Pour ces « Insoumis », la victoire est logique à Marseille. « La population est de plus en pauvre. Ils en ont marre des mêmes politiques depuis 20-30 ans », commente Alexis, un jeune militant de 23 ans. Mélenchon, c’est le renouvellement des idées. Macron c’est celui des visages ! » Et ne leur parlez pas de parachutage. « En politique tout est stratégie. Au moins on a enfin une grande figure politique qui va porter les problèmes de Marseille sur la scène nationale. »
« On ira dans la rue » Pour eux, il s’agissait avant tout de répondre ce soir au « désastre » des derniers jours. « On nous a volé les élections », affirme Marie, 23 ans. « On parle de raz-de-marée alors que Macron n’a comptabilisé que 15 % des électeurs. Une honte. » Avec une abstention de 51,29 % au 1er tour, LREM a en effet rassemblé moins d’1/5ème des électeurs inscrits. Avec ses 17 sièges parlementaires, la France Insoumise pourra désormais former un groupe parlementaire sans même devoir s’allier avec les élus PCF [En Paca, Pierre Dharréville, n°1 du PCF dans les Bouches-du-Rhône, soutenu par LFI a été élu avec 62,41 % / Ils seront 11 élus communistes à l’Assemblée]. Mais sera-t-elle réduite à de la figuration face à la majorité de LREM (319 sièges sans compter les 42 du Modem) ?
« Au moins on gagne en visibilité dans les médias. Après ça sera assez dur. Surtout que Jean-Luc Mélenchon n’est pas réputé pour son goût pour les alliances », sourit Marie. Mais beaucoup de militants aux Docks pensent que l’action va se dérouler ailleurs que dans les travées de l’Assemblée nationale. « Face au roi ‘’Jupiter’’, on ira dans la rue » affirme une Insoumise de 35 ans. « On fera comme toujours, c’est-à-dire dans la rue, mais peut-être avec un peu plus de légitimité désormais », surenchérit son voisin.

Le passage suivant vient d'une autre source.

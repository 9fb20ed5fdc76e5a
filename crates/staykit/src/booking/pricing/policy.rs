use std::collections::BTreeMap;

use chrono::{Datelike, NaiveDate, Weekday};
use serde::{Deserialize, Serialize};

use super::money;
use crate::booking::domain::PolicyId;

/// Billing cadence of a pricing policy.
#[derive(Debug, Clone, Copy, PartialEq, Eq, Serialize, Deserialize)]
#[serde(rename_all = "snake_case")]
pub enum PriceUnit {
    PerNight,
    PerMonth,
    PerYear,
}

impl PriceUnit {
    pub const fn label(self) -> &'static str {
        match self {
            Self::PerNight => "per_night",
            Self::PerMonth => "per_month",
            Self::PerYear => "per_year",
        }
    }
}

/// Day-of-week key for weekday rate overrides and multipliers. Unit variants
/// serialize as strings, so the type works as a JSON map key.
#[derive(
    Debug, Clone, Copy, PartialEq, Eq, PartialOrd, Ord, Hash, Serialize, Deserialize,
)]
#[serde(rename_all = "snake_case")]
pub enum DayOfWeek {
    Monday,
    Tuesday,
    Wednesday,
    Thursday,
    Friday,
    Saturday,
    Sunday,
}

impl DayOfWeek {
    pub fn from_date(date: NaiveDate) -> Self {
        match date.weekday() {
            Weekday::Mon => Self::Monday,
            Weekday::Tue => Self::Tuesday,
            Weekday::Wed => Self::Wednesday,
            Weekday::Thu => Self::Thursday,
            Weekday::Fri => Self::Friday,
            Weekday::Sat => Self::Saturday,
            Weekday::Sun => Self::Sunday,
        }
    }
}

/// Rate card snapshot consumed by the quote pipeline. Policies are versioned
/// upstream; the engine treats a policy as read-only for the lifetime of a
/// quote.
#[derive(Debug, Clone, Serialize, Deserialize)]
pub struct PricingPolicy {
    pub id: PolicyId,
    pub name: String,
    /// Amount per price unit in minor currency units.
    pub base_amount: i64,
    pub currency: String,
    pub price_unit: PriceUnit,
    #[serde(default)]
    pub rules: RateRules,
    pub version: u32,
}

/// Rule set hanging off a pricing policy.
#[derive(Debug, Clone, Default, Serialize, Deserialize)]
pub struct RateRules {
    /// Flat per-night override keyed by weekday; beats `base_amount`.
    #[serde(default, skip_serializing_if = "BTreeMap::is_empty")]
    pub weekday_rates: BTreeMap<DayOfWeek, i64>,
    /// Ordered; the first matching season wins.
    #[serde(default, skip_serializing_if = "Vec::is_empty")]
    pub seasonal_rates: Vec<SeasonalRate>,
    #[serde(default, skip_serializing_if = "Vec::is_empty")]
    pub duration_discounts: Vec<DurationDiscount>,
    #[serde(default)]
    pub fees: FeeSchedule,
    /// Long-term compounding, integer percent per elapsed year.
    #[serde(default)]
    pub annual_increase_percent: u32,
}

impl RateRules {
    /// Per-night rate for one calendar date: weekday override if present,
    /// otherwise the base amount, then the first matching seasonal
    /// multiplier.
    pub fn rate_for(&self, date: NaiveDate, base_amount: i64) -> i64 {
        let day = DayOfWeek::from_date(date);
        let rate = self.weekday_rates.get(&day).copied().unwrap_or(base_amount);
        match self.seasonal_rates.iter().find(|season| season.matches(date)) {
            Some(season) => money::percent_of(rate, season.multiplier_percent),
            None => rate,
        }
    }

    /// Highest qualifying discount tier for a stay of `days`, if any.
    pub fn best_duration_discount(&self, days: i64) -> Option<&DurationDiscount> {
        best_tier(&self.duration_discounts, days)
    }
}

/// Highest tier whose `min_days` the stay reaches.
pub(crate) fn best_tier(tiers: &[DurationDiscount], days: i64) -> Option<&DurationDiscount> {
    tiers
        .iter()
        .filter(|tier| i64::from(tier.min_days) <= days)
        .max_by_key(|tier| tier.min_days)
}

/// A recurring month/day range with a percent-encoded multiplier. The range
/// wraps the year boundary when `from_month > to_month` (e.g. December
/// through February).
#[derive(Debug, Clone, PartialEq, Eq, Serialize, Deserialize)]
pub struct SeasonalRate {
    pub name: String,
    pub from_month: u32,
    pub from_day: u32,
    pub to_month: u32,
    pub to_day: u32,
    /// 150 means 1.5x.
    pub multiplier_percent: u32,
}

impl SeasonalRate {
    pub fn matches(&self, date: NaiveDate) -> bool {
        let month = date.month();
        let day = date.day();
        let after_start =
            month > self.from_month || (month == self.from_month && day >= self.from_day);
        let before_end = month < self.to_month || (month == self.to_month && day <= self.to_day);
        if self.from_month > self.to_month {
            after_start || before_end
        } else {
            after_start && before_end
        }
    }
}

/// Percentage off the stay subtotal once the stay reaches `min_days`.
#[derive(Debug, Clone, Copy, PartialEq, Eq, Serialize, Deserialize)]
pub struct DurationDiscount {
    pub min_days: u32,
    pub percent: u32,
}

/// Flat and percentage fees layered onto a quote. Zeroed fields are simply
/// skipped by the pipeline.
#[derive(Debug, Clone, Default, PartialEq, Eq, Serialize, Deserialize)]
pub struct FeeSchedule {
    #[serde(default)]
    pub cleaning_fee: i64,
    #[serde(default)]
    pub service_fee_percent: u32,
    /// Months of rent held as deposit on lease quotes. Defaults per duration
    /// class: one month for monthly stays, three for yearly.
    #[serde(default, skip_serializing_if = "Option::is_none")]
    pub deposit_months: Option<u32>,
    /// Per extra guest per night, beyond the unit's baseline occupancy.
    #[serde(default)]
    pub extra_guest_fee: i64,
    #[serde(default)]
    pub internet_fee: i64,
    /// Flat, applied once when any night falls on a weekend.
    #[serde(default)]
    pub weekend_surcharge: i64,
    /// Reported alongside nightly quotes, never added into the total.
    #[serde(default)]
    pub booking_hold_deposit: i64,
}
use serde::Serialize;

use super::adjustment::{AdjustmentKind, AdjustmentPolicy, PolicyStatus};
use crate::booking::domain::{PolicyId, UnitId};

/// What two adjustment policies collide on.
#[derive(Debug, Clone, Copy, PartialEq, Eq, Serialize)]
#[serde(rename_all = "snake_case")]
pub enum ConflictKind {
    DateOverlap,
    SharedItems,
    PromotionalOverlap,
}

impl ConflictKind {
    pub const fn label(self) -> &'static str {
        match self {
            Self::DateOverlap => "date_overlap",
            Self::SharedItems => "shared_items",
            Self::PromotionalOverlap => "promotional_overlap",
        }
    }
}

#[derive(Debug, Clone, Copy, PartialEq, Eq, Serialize)]
#[serde(rename_all = "snake_case")]
pub enum ConflictSeverity {
    High,
    Medium,
    Low,
}

/// One advisory finding against a sibling policy.
#[derive(Debug, Clone, Serialize)]
pub struct PolicyConflict {
    pub kind: ConflictKind,
    pub severity: ConflictSeverity,
    pub other_policy: PolicyId,
    pub other_name: String,
    pub description: String,
}

/// Compare one policy against its active and draft siblings. Advisory only:
/// the report never blocks the caller. Linear in the number of siblings;
/// each sibling arrives paired with its current unit assignments.
pub fn detect_conflicts(
    policy: &AdjustmentPolicy,
    policy_units: &[UnitId],
    siblings: &[(AdjustmentPolicy, Vec<UnitId>)],
) -> Vec<PolicyConflict> {
    let season_months = policy.kind.season_months();
    let mut conflicts = Vec::new();

    for (sibling, sibling_units) in siblings {
        if sibling.id == policy.id {
            continue;
        }
        if !matches!(sibling.status, PolicyStatus::Active | PolicyStatus::Draft) {
            continue;
        }

        if !season_months.is_empty() {
            let sibling_months = sibling.kind.season_months();
            let shared: Vec<String> = season_months
                .intersection(&sibling_months)
                .map(|month| month.to_string())
                .collect();
            if !shared.is_empty() {
                conflicts.push(PolicyConflict {
                    kind: ConflictKind::DateOverlap,
                    severity: ConflictSeverity::High,
                    other_policy: sibling.id.clone(),
                    other_name: sibling.name.clone(),
                    description: format!(
                        "season months {} are also claimed by {}",
                        shared.join(", "),
                        sibling.name
                    ),
                });
            }
        }

        let shared_units = policy_units
            .iter()
            .filter(|unit| sibling_units.contains(unit))
            .count();
        if shared_units > 0 {
            conflicts.push(PolicyConflict {
                kind: ConflictKind::SharedItems,
                severity: ConflictSeverity::Medium,
                other_policy: sibling.id.clone(),
                other_name: sibling.name.clone(),
                description: format!(
                    "{shared_units} unit(s) are assigned to both this policy and {}",
                    sibling.name
                ),
            });
        }

        if matches!(policy.kind, AdjustmentKind::Promotional { .. })
            && matches!(sibling.kind, AdjustmentKind::Promotional { .. })
        {
            if let (Some(ours), Some(theirs)) = (policy.effective, sibling.effective) {
                if ours.intersects(&theirs) {
                    conflicts.push(PolicyConflict {
                        kind: ConflictKind::PromotionalOverlap,
                        severity: ConflictSeverity::Low,
                        other_policy: sibling.id.clone(),
                        other_name: sibling.name.clone(),
                        description: format!(
                            "promotional window {} to {} intersects {} to {}",
                            ours.from, ours.to, theirs.from, theirs.to
                        ),
                    });
                }
            }
        }
    }

    conflicts
}
use crate::demo::{run_quote, QuoteArgs};
use crate::server;
use clap::{Args, Parser, Subcommand};
use staykit::error::AppError;

#[derive(Parser, Debug)]
#[command(
    name = "StayKit Booking Engine",
    about = "Run and exercise the StayKit booking and pricing engine from the command line",
    version
)]
struct Cli {
    #[command(subcommand)]
    command: Option<Command>,
}

#[derive(Subcommand, Debug)]
enum Command {
    /// Start the HTTP service (default command)
    Serve(ServeArgs),
    /// Price a stay against the demo catalog and print the worked breakdown
    Quote(QuoteArgs),
}

#[derive(Args, Debug, Default)]
pub(crate) struct ServeArgs {
    /// Override the configured host for the HTTP server
    #[arg(long)]
    pub(crate) host: Option<String>,
    /// Override the configured port for the HTTP server
    #[arg(long)]
    pub(crate) port: Option<u16>,
}

pub(crate) async fn run() -> Result<(), AppError> {
    let cli = Cli::parse();
    let command = cli
        .command
        .unwrap_or_else(|| Command::Serve(ServeArgs::default()));

    match command {
        Command::Serve(args) => server::run(args).await,
        Command::Quote(args) => run_quote(args),
    }
}
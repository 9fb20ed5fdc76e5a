use staykit_api::run;

#[tokio::main]
async fn main() {
    if let Err(err) = run().await {
        eprintln!("application error: {err}");
        std::process::exit(1);
    }
}
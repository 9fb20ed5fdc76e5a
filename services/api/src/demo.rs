use crate::infra::{
    parse_date, seed_catalog, InMemoryPolicyDirectory, InMemoryReservationStore,
    InMemoryUnitDirectory,
};
use chrono::{Local, NaiveDate};
use clap::Args;
use staykit::booking::domain::{GuestContact, GuestCount, StayWindow, UnitId};
use staykit::booking::pricing::PriceQuote;
use staykit::booking::service::{BookingError, BookingService, LeaseTerm, ReservationRequest};
use staykit::error::AppError;
use std::sync::Arc;

#[derive(Args, Debug, Default)]
pub(crate) struct QuoteArgs {
    /// Catalog unit to price. The demo catalog ships villa-seaview,
    /// dorm-garden, and loft-harbor.
    #[arg(long, default_value = "villa-seaview")]
    pub(crate) unit: String,
    /// First night of the stay (YYYY-MM-DD). Defaults to today.
    #[arg(long, value_parser = parse_date)]
    pub(crate) start_date: Option<NaiveDate>,
    /// Checkout date (YYYY-MM-DD). Defaults to four nights after the start.
    #[arg(long, value_parser = parse_date)]
    pub(crate) end_date: Option<NaiveDate>,
    /// Adults in the party
    #[arg(long, default_value_t = 2)]
    pub(crate) adults: u32,
    /// Children in the party
    #[arg(long, default_value_t = 0)]
    pub(crate) children: u32,
    /// Voucher code to apply (the demo catalog ships WELCOME10)
    #[arg(long)]
    pub(crate) voucher: Option<String>,
    /// Quote a lease of this many months instead of a nightly stay
    #[arg(long, conflicts_with = "years")]
    pub(crate) months: Option<u32>,
    /// Quote a lease of this many years instead of a nightly stay
    #[arg(long)]
    pub(crate) years: Option<u32>,
    /// Reserve the stay after quoting and walk it through confirmation
    #[arg(long)]
    pub(crate) reserve: bool,
}

pub(crate) fn run_quote(args: QuoteArgs) -> Result<(), AppError> {
    let QuoteArgs {
        unit,
        start_date,
        end_date,
        adults,
        children,
        voucher,
        months,
        years,
        reserve,
    } = args;

    let units = Arc::new(InMemoryUnitDirectory::default());
    let policies = Arc::new(InMemoryPolicyDirectory::default());
    let reservations = Arc::new(InMemoryReservationStore::default());
    seed_catalog(&units, &policies);
    let service = BookingService::new(units, policies, reservations);

    let unit_id = UnitId(unit);

    println!("StayKit pricing demo");

    let term = months
        .map(LeaseTerm::Months)
        .or_else(|| years.map(LeaseTerm::Years));
    if let Some(term) = term {
        let quote = service.lease_quote(&unit_id, term)?;
        println!("Unit {} | lease pricing", unit_id.0);
        render_quote(&quote);
        print_wire_payload(&quote);
        return Ok(());
    }

    let start = start_date.unwrap_or_else(|| Local::now().date_naive());
    let end = end_date.unwrap_or(start + chrono::Duration::days(4));
    let window = StayWindow::closed(start, end).map_err(BookingError::from)?;
    let guests = GuestCount {
        adults,
        children,
        infants: 0,
    };

    println!(
        "Unit {} | stay {} to {} | {} adults, {} children",
        unit_id.0, start, end, adults, children
    );

    let report = service.check_availability(&unit_id, &window, 1)?;
    if report.outcome.available {
        println!("\nAvailability: open ({})", report.outcome.message);
    } else {
        println!("\nAvailability: blocked ({})", report.outcome.message);
        for alternative in &report.suggestions {
            println!("  - alternative window {}", alternative);
        }
    }

    let quote = service.quote(&unit_id, &window, guests, voucher.as_deref())?;
    println!("\nQuote breakdown");
    render_quote(&quote);
    print_wire_payload(&quote);

    if !reserve {
        return Ok(());
    }

    println!("\nReservation walkthrough");
    let record = service.reserve(ReservationRequest {
        unit_id: unit_id.clone(),
        window,
        quantity: 1,
        guests,
        contact: Some(GuestContact {
            name: "Demo Guest".to_string(),
            email: None,
            phone: None,
        }),
        voucher_code: voucher,
        adjustment_policy: None,
    })?;
    println!(
        "- Created {} ({}) -> status {}",
        record.id.0,
        record.code,
        record.status.label()
    );

    let confirmed = service.confirm(&record.id)?;
    println!("- Confirmed -> status {}", confirmed.status.label());

    let busy = service.check_availability(&unit_id, &window, 1)?;
    println!(
        "- Window {} is now {}",
        window,
        if busy.outcome.available {
            "still open"
        } else {
            "blocked for further bookings"
        }
    );

    Ok(())
}

fn render_quote(quote: &PriceQuote) {
    for line in &quote.breakdown {
        println!("  - {}: {} {}", line.label, line.amount, quote.currency);
    }
    println!("  Total: {} {}", quote.total, quote.currency);
    if let Some(deposit) = quote.deposit {
        println!("  Deposit: {} {}", deposit, quote.currency);
    }
    if let Some(first_payment) = quote.first_payment {
        println!("  First payment: {} {}", first_payment, quote.currency);
    }
}

fn print_wire_payload(quote: &PriceQuote) {
    match serde_json::to_string_pretty(quote) {
        Ok(json) => println!("\nWire payload:\n{json}"),
        Err(err) => println!("\nWire payload unavailable: {err}"),
    }
}
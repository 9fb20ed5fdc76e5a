mod cli;
mod demo;
mod infra;
mod routes;
mod server;

use staykit::error::AppError;

pub async fn run() -> Result<(), AppError> {
    cli::run().await
}
use super::common::*;

use crate::booking::domain::{GuestCount, StayWindow};
use crate::booking::pricing::engine::{compute_quote, DurationClass, PricingError};
use crate::booking::pricing::policy::{DayOfWeek, DurationDiscount, SeasonalRate};

#[test]
fn plain_nightly_stay_multiplies_the_base_rate() {
    let window = stay(date(2026, 3, 2), date(2026, 3, 7));
    let quote = compute_quote(
        &villa(),
        &nightly_policy(),
        DurationClass::Nightly {
            window,
            guests: GuestCount::adults(2),
        },
    )
    .expect("quote computes");

    assert_eq!(quote.duration.count(), 5);
    assert_eq!(quote.subtotal, 5_000_000);
    assert_eq!(quote.base_price, 5_000_000);
    assert_eq!(quote.total, 5_000_000);
    assert!(quote.fees.is_empty());
    assert!(quote.discounts.is_empty());
    assert_eq!(quote.breakdown.len(), 1);
    assert_eq!(quote.breakdown[0].label, "5 nights");
}

#[test]
fn cleaning_and_service_fees_stack_onto_the_base() {
    let window = stay(date(2026, 3, 2), date(2026, 3, 7));
    let quote = compute_quote(
        &villa(),
        &nightly_policy_with_fees(),
        DurationClass::Nightly {
            window,
            guests: GuestCount::adults(2),
        },
    )
    .expect("quote computes");

    assert_eq!(quote.subtotal, 5_000_000);
    assert_eq!(quote.fees.get("cleaning_fee"), Some(&200_000));
    // Five percent of the base, round half up.
    assert_eq!(quote.fees.get("service_fee"), Some(&250_000));
    assert_eq!(quote.total, 5_450_000);
}

#[test]
fn duration_discount_takes_the_highest_qualifying_tier() {
    let mut policy = nightly_policy();
    policy.rules.duration_discounts = vec![
        DurationDiscount {
            min_days: 7,
            percent: 10,
        },
        DurationDiscount {
            min_days: 30,
            percent: 20,
        },
    ];

    let window = stay(date(2026, 3, 2), date(2026, 3, 9));
    let quote = compute_quote(
        &villa(),
        &policy,
        DurationClass::Nightly {
            window,
            guests: GuestCount::adults(2),
        },
    )
    .expect("quote computes");

    assert_eq!(quote.subtotal, 7_000_000);
    assert_eq!(quote.discounts.get("duration_discount"), Some(&-700_000));
    assert_eq!(quote.base_price, 6_300_000);
    assert_eq!(quote.total, 6_300_000);
}

#[test]
fn weekday_and_seasonal_rates_layer_per_night() {
    let mut policy = nightly_policy();
    policy
        .rules
        .weekday_rates
        .insert(DayOfWeek::Friday, 1_400_000);
    policy.rules.seasonal_rates.push(SeasonalRate {
        name: "peak".to_string(),
        from_month: 7,
        from_day: 1,
        to_month: 8,
        to_day: 31,
        multiplier_percent: 150,
    });

    // Thursday through Sunday in July: every night carries the season, the
    // Friday night also carries its weekday override.
    let window = stay(date(2026, 7, 2), date(2026, 7, 5));
    let quote = compute_quote(
        &villa(),
        &policy,
        DurationClass::Nightly {
            window,
            guests: GuestCount::adults(2),
        },
    )
    .expect("quote computes");

    assert_eq!(quote.subtotal, 1_500_000 + 2_100_000 + 1_500_000);
}

#[test]
fn weekend_surcharge_applies_once_when_any_night_is_weekend() {
    let mut policy = nightly_policy();
    policy.rules.fees.weekend_surcharge = 150_000;

    let midweek = stay(date(2026, 3, 2), date(2026, 3, 6));
    let quote = compute_quote(
        &villa(),
        &policy,
        DurationClass::Nightly {
            window: midweek,
            guests: GuestCount::adults(2),
        },
    )
    .expect("quote computes");
    assert!(quote.fees.get("weekend_surcharge").is_none());
    assert_eq!(quote.total, 4_000_000);

    // Friday to Monday sleeps two weekend nights but pays the flat fee once.
    let weekend = stay(date(2026, 3, 6), date(2026, 3, 9));
    let quote = compute_quote(
        &villa(),
        &policy,
        DurationClass::Nightly {
            window: weekend,
            guests: GuestCount::adults(2),
        },
    )
    .expect("quote computes");
    assert_eq!(quote.fees.get("weekend_surcharge"), Some(&150_000));
    assert_eq!(quote.total, 3_150_000);
}

#[test]
fn extra_guest_fee_counts_heads_past_the_baseline() {
    let mut policy = nightly_policy();
    policy.rules.fees.extra_guest_fee = 100_000;
    let window = stay(date(2026, 3, 2), date(2026, 3, 6));

    // Villa baseline is half of four; the infant never counts.
    let quote = compute_quote(
        &villa(),
        &policy,
        DurationClass::Nightly {
            window,
            guests: GuestCount {
                adults: 3,
                children: 1,
                infants: 1,
            },
        },
    )
    .expect("quote computes");
    assert_eq!(quote.fees.get("extra_guest_fee"), Some(&800_000));

    let quote = compute_quote(
        &villa(),
        &policy,
        DurationClass::Nightly {
            window,
            guests: GuestCount::adults(2),
        },
    )
    .expect("quote computes");
    assert!(quote.fees.get("extra_guest_fee").is_none());

    // Half of one rounds down to zero, so the default baseline of two holds.
    let mut cabin = villa();
    cabin.max_occupancy = Some(1);
    let quote = compute_quote(
        &cabin,
        &policy,
        DurationClass::Nightly {
            window,
            guests: GuestCount::adults(3),
        },
    )
    .expect("quote computes");
    assert_eq!(quote.fees.get("extra_guest_fee"), Some(&400_000));
}

#[test]
fn breakdown_preserves_application_order() {
    let mut policy = nightly_policy();
    policy.rules.duration_discounts = vec![DurationDiscount {
        min_days: 7,
        percent: 10,
    }];
    policy.rules.fees.cleaning_fee = 200_000;
    policy.rules.fees.service_fee_percent = 5;
    policy.rules.fees.internet_fee = 50_000;
    policy.rules.fees.weekend_surcharge = 150_000;

    let window = stay(date(2026, 3, 2), date(2026, 3, 9));
    let quote = compute_quote(
        &villa(),
        &policy,
        DurationClass::Nightly {
            window,
            guests: GuestCount::adults(2),
        },
    )
    .expect("quote computes");

    let labels: Vec<&str> = quote
        .breakdown
        .iter()
        .map(|line| line.label.as_str())
        .collect();
    assert_eq!(
        labels,
        [
            "7 nights",
            "duration discount (10%)",
            "cleaning fee",
            "service fee",
            "internet fee",
            "weekend surcharge",
        ]
    );
    // Service fee runs on the discounted base.
    assert_eq!(quote.fees.get("service_fee"), Some(&315_000));
    assert_eq!(quote.total, 6_300_000 + 200_000 + 315_000 + 50_000 + 150_000);
}

#[test]
fn booking_hold_deposit_is_reported_not_charged() {
    let mut policy = nightly_policy();
    policy.rules.fees.booking_hold_deposit = 500_000;

    let window = stay(date(2026, 3, 2), date(2026, 3, 6));
    let quote = compute_quote(
        &villa(),
        &policy,
        DurationClass::Nightly {
            window,
            guests: GuestCount::adults(2),
        },
    )
    .expect("quote computes");

    assert_eq!(quote.deposit, Some(500_000));
    assert_eq!(quote.total, 4_000_000);
    assert!(quote.first_payment.is_none());
}

#[test]
fn monthly_quote_attaches_deposit_and_first_payment() {
    let quote = compute_quote(&villa(), &monthly_policy(), DurationClass::Monthly { months: 6 })
        .expect("quote computes");
    assert_eq!(quote.subtotal, 90_000_000);
    assert_eq!(quote.total, 90_000_000);
    assert_eq!(quote.deposit, Some(15_000_000));
    assert_eq!(quote.first_payment, Some(105_000_000));
    assert_eq!(quote.breakdown[0].label, "6 months");

    // Discount tiers qualify on day-equivalents; deposit months can be
    // overridden per policy.
    let mut policy = monthly_policy();
    policy.rules.duration_discounts = vec![DurationDiscount {
        min_days: 180,
        percent: 5,
    }];
    policy.rules.fees.deposit_months = Some(2);
    let quote = compute_quote(&villa(), &policy, DurationClass::Monthly { months: 6 })
        .expect("quote computes");
    assert_eq!(quote.base_price, 85_500_000);
    assert_eq!(quote.total, 85_500_000);
    assert_eq!(quote.deposit, Some(30_000_000));
    assert_eq!(quote.first_payment, Some(115_500_000));
}

#[test]
fn yearly_quote_compounds_the_rent_once_per_elapsed_year() {
    let quote = compute_quote(&villa(), &yearly_policy(), DurationClass::Yearly { years: 3 })
        .expect("quote computes");

    assert_eq!(
        quote.yearly_prices,
        Some(vec![120_000_000, 126_000_000, 132_300_000])
    );
    assert_eq!(quote.subtotal, 378_300_000);
    assert_eq!(quote.total, 378_300_000);
    // Three months of rent held by default on yearly leases.
    assert_eq!(quote.deposit, Some(30_000_000));
    assert_eq!(quote.first_payment, Some(408_300_000));
    assert_eq!(quote.breakdown.len(), 3);
    assert_eq!(quote.breakdown[2].label, "year 3");
    assert!(quote.discounts.is_empty());
}

#[test]
fn price_unit_mismatch_is_rejected() {
    let window = stay(date(2026, 3, 2), date(2026, 3, 7));
    let err = compute_quote(
        &villa(),
        &monthly_policy(),
        DurationClass::Nightly {
            window,
            guests: GuestCount::adults(2),
        },
    )
    .expect_err("monthly policy cannot price a nightly stay");
    assert!(matches!(err, PricingError::PriceUnitMismatch { .. }));
}

#[test]
fn open_ended_and_empty_durations_are_rejected() {
    let open = StayWindow::open_ended(date(2026, 3, 2));
    let err = compute_quote(
        &villa(),
        &nightly_policy(),
        DurationClass::Nightly {
            window: open,
            guests: GuestCount::adults(1),
        },
    )
    .expect_err("open-ended stay");
    assert!(matches!(err, PricingError::OpenEndedStay));

    let err = compute_quote(&villa(), &monthly_policy(), DurationClass::Monthly { months: 0 })
        .expect_err("zero months");
    assert!(matches!(err, PricingError::EmptyDuration("month")));

    let err = compute_quote(&villa(), &yearly_policy(), DurationClass::Yearly { years: 0 })
        .expect_err("zero years");
    assert!(matches!(err, PricingError::EmptyDuration("year")));
}

#[test]
fn identical_inputs_always_produce_identical_quotes() {
    let mut policy = nightly_policy_with_fees();
    policy.rules.duration_discounts = vec![DurationDiscount {
        min_days: 7,
        percent: 10,
    }];
    policy.rules.seasonal_rates.push(SeasonalRate {
        name: "peak".to_string(),
        from_month: 7,
        from_day: 1,
        to_month: 8,
        to_day: 31,
        multiplier_percent: 150,
    });

    let window = stay(date(2026, 6, 29), date(2026, 7, 6));
    let class = DurationClass::Nightly {
        window,
        guests: GuestCount::adults(3),
    };
    let first = compute_quote(&villa(), &policy, class).expect("quote computes");
    let second = compute_quote(&villa(), &policy, class).expect("quote computes");

    assert_eq!(first.total, second.total);
    assert_eq!(first.fees, second.fees);
    assert_eq!(first.discounts, second.discounts);
    assert_eq!(first.breakdown, second.breakdown);
}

Beaucoup déplorent un Mélenchon bashing, avec le « rôle ignoble joué par les médias » diffusant l’image d’un Chavez plutôt que d’un démocrate. 20h50. L’intéressé fait son entrée. « Il va parler », s’enthousiasme une jeune fille. Tous se précipitent. Entre alors « Jean-Luc » qui fait du Mélenchon, n’hésitant pas à citer « l’histoire avec un grand H ». Concernant l’abstention record de 57 %, du jamais vu à un second tour d’élections législatives : « notre peuple est entré dans une forme de grève générale civique […] faisant ainsi la démonstration de l’état d’épuisement d’institutions qui prétendent organiser la vie de la société avec un mode de scrutin où une minorité étriquée à tous les pouvoirs. » Tonnerre d’applaudissements : « Résistance, résistance, résistance ! »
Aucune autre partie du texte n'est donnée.